MUSIC SAVED THE FINAL SHOW
"Late Show" at least did save the best for last. Elvis was in the building — Costello that is, who sang an unreleased song from the 1970s, "Jump Up," with Jon Batiste and show bandleader Louis Cato. For Costello fans this was a treat, and the show's most obvious shot at Trump and the current political climate: "Jump up, hold on tight/can't trust a promise or a guarantee/'Cause the man 'round the curve says that he's never heard of you or me ..." It's a song about political corruption, campaign lies, and propaganda, with shades of mortality (tombstones, hanging trees, obituaries). Again, a little obtuse, but fans sure got the idea.
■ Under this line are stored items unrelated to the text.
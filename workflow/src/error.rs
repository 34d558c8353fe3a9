//! Error types for the beads workflow coordinator.
//!
//! Subprocess failures and malformed tracker output are never errors here:
//! they are folded into values by the client and parser layers. The types in
//! this module cover the remaining failure modes, namely configuration, the
//! bridge transport, and illegal lifecycle transitions.

use thiserror::Error;

use crate::bridge::BridgeError;
use crate::config::ConfigError;

/// Errors that can occur while running the workflow coordinator.
///
/// # Examples
///
/// ```ignore
/// use beads_workflow::error::WorkflowError;
///
/// fn read_event(line: &str) -> Result<serde_json::Value, WorkflowError> {
///     Ok(serde_json::from_str(line)?)
/// }
/// ```
#[derive(Error, Debug)]
pub enum WorkflowError {
    /// Configuration-related error.
    #[error("configuration error: {0}")]
    Config(#[from] ConfigError),

    /// I/O error on the bridge transport or a memory file.
    #[error("I/O error: {0}")]
    Io(#[from] std::io::Error),

    /// JSON parsing or serialization error.
    #[error("JSON error: {0}")]
    Json(#[from] serde_json::Error),

    /// Illegal issue lifecycle transition.
    #[error("state error: {0}")]
    State(#[from] StateError),

    /// Bridge transport failure.
    #[error("bridge error: {0}")]
    Bridge(#[from] BridgeError),
}

/// Illegal transitions of the active-issue lifecycle.
#[derive(Error, Debug, Clone, PartialEq, Eq)]
pub enum StateError {
    /// A different issue is already claimed for this session.
    #[error("{current} is already claimed; close it before claiming {requested}")]
    AlreadyClaimed { current: String, requested: String },
}

/// A specialized `Result` type for workflow operations.
pub type Result<T> = std::result::Result<T, WorkflowError>;

#[cfg(test)]
mod tests {
    use super::*;

    #[test]
    fn config_error_display_is_wrapped() {
        let err = WorkflowError::Config(ConfigError::NoHomeDirectory);
        assert_eq!(
            err.to_string(),
            "configuration error: failed to determine home directory"
        );
    }

    #[test]
    fn io_error_conversion() {
        let io_err = std::io::Error::new(std::io::ErrorKind::BrokenPipe, "stdout closed");
        let err: WorkflowError = io_err.into();
        assert!(matches!(err, WorkflowError::Io(_)));
        assert!(err.to_string().contains("I/O error"));
    }

    #[test]
    fn json_error_conversion() {
        let json_err = serde_json::from_str::<serde_json::Value>("{ nope").unwrap_err();
        let err: WorkflowError = json_err.into();
        assert!(matches!(err, WorkflowError::Json(_)));
    }

    #[test]
    fn already_claimed_display() {
        let err = StateError::AlreadyClaimed {
            current: "bd-1".to_string(),
            requested: "bd-2".to_string(),
        };
        assert_eq!(
            err.to_string(),
            "bd-1 is already claimed; close it before claiming bd-2"
        );
    }

    #[test]
    fn error_source_chain() {
        use std::error::Error;

        let io_err = std::io::Error::new(std::io::ErrorKind::PermissionDenied, "denied");
        let err: WorkflowError = io_err.into();
        assert!(err.source().is_some());
    }

    #[test]
    fn bridge_error_display() {
        let source = serde_json::from_str::<serde_json::Value>("nope").unwrap_err();
        let err: WorkflowError = BridgeError::Decode { line: 4, source }.into();
        assert!(err.to_string().starts_with("bridge error: line 4: invalid event"));
    }
}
Then, the whole shebang wrapped with the McCartney performing The Beatles' 1967 classic "Hello, Goodbye." If you really care to go deep here (and Colbert usually does), that chestnut was about duality, and that for every negative there's a positive. So farewell, Stephen. Looking forward to seeing you on the other end of that wormhole. Hopefully it's a better place.